Code Execution with MCP: Token Efficiency for Complex Agents
Code execution with MCP refers to an agent pattern in which an AI agent writes and runs code that calls MCP tools programmatically in a sandbox, instead of issuing many individual tool calls. This significantly reduces token consumption and latency, because intermediate results are processed in the code context rather than in the language model's context window.
Key Takeaways
- ✓Code execution inverts the logic: the agent generates code that calls MCP tools, rather than routing each tool individually through the LLM context - tool definitions and intermediate results no longer land in full in the context window.

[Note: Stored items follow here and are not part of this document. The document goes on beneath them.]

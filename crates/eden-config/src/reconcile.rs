//! One configuration pass over an Eden installation

use std::path::{Path, PathBuf};

use meridian_input::PlayerSnapshot;
use tracing::{debug, info, warn};

use crate::adapter::{convert_players, eden_index};
use crate::controls::ControlSet;
use crate::error::Result;
use crate::ini::{patch_controls, resolve_config_path};

/// What a configuration pass changed.
#[derive(Debug, Clone, Default, PartialEq, Eq)]
pub struct ConfigureReport {
    /// Eden indices written as connected
    pub configured: Vec<u8>,
    /// Eden indices marked disconnected
    pub disconnected: Vec<u8>,
    /// Config file written; `None` when there was nothing to write
    pub config_path: Option<PathBuf>,
}

/// All `[Controls]` updates for `snapshot`: the entries of every configured
/// player, and `connected=false` for players present but inactive.
pub fn controls_for_snapshot(snapshot: &PlayerSnapshot) -> (ControlSet, ConfigureReport) {
    let mut updates = ControlSet::new();
    let mut report = ConfigureReport::default();

    for (index, entries) in convert_players(snapshot) {
        debug!(eden_index = index, keys = entries.len(), "Player converted");
        updates.extend(entries);
        report.configured.push(index);
    }

    for (player, _) in snapshot.iter() {
        let Some(index) = eden_index(player) else {
            warn!(player, "Player has no Eden slot");
            continue;
        };
        if report.configured.contains(&index) {
            continue;
        }
        let prefix = format!("player_{index}");
        updates.insert(format!("{prefix}_connected\\default"), "false");
        updates.insert(format!("{prefix}_connected"), "false");
        report.disconnected.push(index);
    }

    (updates, report)
}

/// Run a configuration pass for the Eden executable at `exe_path`.
///
/// Every update lands in a single patch of `qt-config.ini`; when there is
/// nothing to update the file is not touched.
///
/// # Errors
///
/// Returns [`crate::EdenError::Storage`] if the config file cannot be read or
/// replaced.
pub fn configure_input(snapshot: &PlayerSnapshot, exe_path: &Path) -> Result<ConfigureReport> {
    let eden_dir = exe_path
        .parent()
        .filter(|p| !p.as_os_str().is_empty())
        .unwrap_or_else(|| Path::new("."));
    let (updates, mut report) = controls_for_snapshot(snapshot);

    if updates.is_empty() {
        debug!("No Eden control entries to write");
        return Ok(report);
    }

    let config_path = resolve_config_path(eden_dir);
    patch_controls(&config_path, &updates)?;
    info!(
        path = ?config_path,
        keys = updates.len(),
        configured = report.configured.len(),
        disconnected = report.disconnected.len(),
        "Eden configuration pass complete"
    );
    report.config_path = Some(config_path);
    Ok(report)
}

- ✓The lever is token efficiency: with many available tools and large intermediate results, token consumption drops considerably, because filtering, loops and aggregation happen in code instead of in the model.
- ✓The pattern pays off for complex, multi-step workflows with many tools and large volumes of data - not for simple single-step tasks, where direct tool calls remain faster and more transparent.
- ✓Security is not optional: executable, model-generated code requires an isolated sandbox, scope-limited OAuth 2.1 tokens and least privilege - MCP follows a deliberately optimistic trust model that leaves hardening to the operator.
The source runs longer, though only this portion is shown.